Unlocking mild-condition benzene ring contraction using nonheme diiron N-oxygenase

• Published in: Chemical science (Cambridge) Vol. 14; no. 42; pp. 11907 - 11913
• Main Authors: Guo, Yuan-Yang, Tian, Ze-Hua, Ma, Chunhua, Han, Yu-Chen, Bai, Dachang, Jiang, Zhiyong
• Format: Journal Article
• Language: English
• Published: CAMBRIDGE Royal Soc Chemistry 01.11.2023; Royal Society of Chemistry; The Royal Society of Chemistry
• Subjects: Aniline; Benzene; Chemistry; Chemistry, Multidisciplinary; Cyclopentene; Noble metals; Phloroglucinol; Physical Sciences; Science & Technology; Substrates; RADICAL CHEMISTRY; IN-VITRO; THERMAL REARRANGEMENTS; CARBENES; CROCONAMIDES; REACTIVITY; CLEAVAGE; AROMATIC-COMPOUNDS
• ISSN: 2041-6520; 2041-6539
• DOI: 10.1039/d3sc04660e

Benzene ring contractions are useful yet rare reactions that offer a convenient synthetic route to various valuable chemicals. However, the traditional methods of benzene contraction rely on noble-metal catalysts under extreme conditions with poor efficiency and uncontrollable selectivity. Mild-condition contractions of the benzene ring are rarely reported. This study presents a one-step, one-pot benzene ring contraction reaction mediated by an engineered nonheme diiron N-oxygenase.
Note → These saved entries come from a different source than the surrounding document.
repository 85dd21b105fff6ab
pub mod repositories;
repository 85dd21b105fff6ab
use chrono::SubsecRound;
use chrono::Utc;
use jsonwebtoken::encode;
use jsonwebtoken::Algorithm;
use jsonwebtoken::EncodingKey;
use jsonwebtoken::Header;

use super::claims::IssuedToken;
use super::claims::TokenClaims;
use super::claims::TokenClass;
use super::config::TokenConfig;
use super::errors::JwtError;

/// Signs new tokens.
///
/// Every token is signed with HS256 and the secret of its own class.
#[derive(Debug, Clone)]
pub struct TokenIssuer {
    config: TokenConfig,
}

impl TokenIssuer {
    pub fn new(config: TokenConfig) -> Self {
        Self { config }
    }

    /// Issue a token for a subject.
    ///
    /// # Arguments
    /// * `subject_id` - Principal identifier stored in the `id` claim
    /// * `class` - Token class, selects secret and lifetime
    ///
    /// # Returns
    /// Signed token with its class and expiration (`now + TTL`, whole seconds)
    ///
    /// # Errors
    /// * `MissingSecret` / `SharedSecret` / `MissingTtl` / `InvalidTtl` - Configuration unusable
    /// * `EncodingFailed` - Signing failed
    pub fn issue(&self, subject_id: u64, class: TokenClass) -> Result<IssuedToken, JwtError> {
        let secret = self.config.secret(class)?;
        let ttl = self.config.ttl(class)?;

        let expires_at = Utc::now()
            .checked_add_signed(ttl)
            .ok_or_else(|| JwtError::EncodingFailed("expiration out of range".to_string()))?
            .trunc_subsecs(0);

        let claims = TokenClaims::new(subject_id, class, expires_at);
        let token = encode(
            &Header::new(Algorithm::HS256),
            &claims,
            &EncodingKey::from_secret(secret),
        )
        .map_err(|e| JwtError::EncodingFailed(e.to_string()))?;

        Ok(IssuedToken {
            token,
            class,
            expires_at,
        })
    }
}
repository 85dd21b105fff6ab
pub mod user;

pub use user::PostgresUserRepository;
use async_trait::async_trait;
use lightnovel_common::{BackendConfig, NovelError, Result};
use reqwest::Client;
use tracing::{debug, info, trace};

use crate::llm_trait::LlmClient;
use crate::types::{GenerateOptions, GenerateRequest, GenerateResponse};

/// Ollama API client
#[derive(Debug, Clone)]
pub struct OllamaClient {
    base_url: String,
    default_options: GenerateOptions,
    client: Client,
}

impl OllamaClient {
    /// Create new Ollama client
    pub fn new(config: &BackendConfig) -> Result<Self> {
        let client = Client::builder()
            .timeout(config.timeout)
            .build()
            .map_err(|e| anyhow::anyhow!("Failed to create HTTP client: {}", e))?;

        let default_options = GenerateOptions {
            temperature: config.temperature,
            ..Default::default()
        };

        info!(
            "Ollama client initialized: {} (timeout {:?})",
            config.base_url, config.timeout
        );
        Ok(Self {
            base_url: config.base_url.clone(),
            default_options,
            client,
        })
    }

    /// Base URL of the daemon
    pub fn base_url(&self) -> &str {
        &self.base_url
    }

    /// Generate text with Ollama
    ///
    /// Every call is a fresh round trip. Failures are not retried.
    pub async fn generate(&self, request: GenerateRequest) -> Result<String> {
        let url = format!("{}/api/generate", self.base_url);
        let request = self.apply_defaults(request);

        debug!(
            "Sending generate request to Ollama - Model: {}, Prompt length: {}",
            request.model,
            request.prompt.len()
        );

        let response = self
            .client
            .post(&url)
            .json(&request)
            .send()
            .await
            .map_err(|e| classify_transport_error(&self.base_url, e))?;

        let status = response.status();
        if !status.is_success() {
            let body = response.text().await.unwrap_or_default();
            return Err(NovelError::generation(format!(
                "Ollama API error {}: {}",
                status,
                body.trim()
            )));
        }

        let body = response
            .text()
            .await
            .map_err(|e| classify_transport_error(&self.base_url, e))?;
        let result: GenerateResponse = serde_json::from_str(&body)
            .map_err(|e| NovelError::generation(format!("Failed to parse response: {}", e)))?;

        if let Some(error) = result.error {
            return Err(NovelError::generation(format!("Ollama error: {}", error)));
        }

        let text = result.response.trim();
        if text.is_empty() {
            return Err(NovelError::generation(format!(
                "Empty response from Ollama (model {})",
                request.model
            )));
        }

        debug!("Received response from Ollama - Length: {}", text.len());
        trace!("Ollama response:\n{}", text);

        Ok(text.to_string())
    }

    /// Test connection to Ollama
    pub async fn test_connection(&self) -> Result<bool> {
        let url = format!("{}/api/tags", self.base_url);

        let response = self
            .client
            .get(&url)
            .send()
            .await
            .map_err(|e| classify_transport_error(&self.base_url, e))?;
        Ok(response.status().is_success())
    }

    fn apply_defaults(&self, mut request: GenerateRequest) -> GenerateRequest {
        if request.stream.is_none() {
            request.stream = Some(false);
        }
        if request.options.is_none() && !self.default_options.is_empty() {
            request = request.with_options(self.default_options.clone());
        }
        request
    }
}

/// Map a reqwest failure onto the backend error kinds
fn classify_transport_error(base_url: &str, error: reqwest::Error) -> NovelError {
    if error.is_timeout() {
        NovelError::backend_timeout(format!("Ollama at {} did not respond in time: {}", base_url, error))
    } else if error.is_connect() {
        NovelError::backend_unavailable(format!(
            "Cannot reach Ollama at {} (is `ollama serve` running?): {}",
            base_url, error
        ))
    } else if error.is_decode() || error.is_body() {
        NovelError::generation(format!("Failed to read response body: {}", error))
    } else {
        NovelError::backend_unavailable(format!("Request to {} failed: {}", base_url, error))
    }
}

#[async_trait]
impl LlmClient for OllamaClient {
    async fn generate(&self, request: GenerateRequest) -> Result<String> {
        OllamaClient::generate(self, request).await
    }

    async fn test_connection(&self) -> Result<bool> {
        OllamaClient::test_connection(self).await
    }
}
Using various aniline substrates as amine sources, the enzyme causes the phloroglucinol-benzene-ring contraction to afford a series of 4-cyclopentene-1,3-dione structures. A reaction detail study reveals that the nonheme diiron N-oxygenase first oxidizes the aromatic amine to a nitroso intermediate, which then attacks the phloroglucinol anion and causes benzene ring contraction. Besides, we have identified two potent antitumor compounds from the ring-contracted products.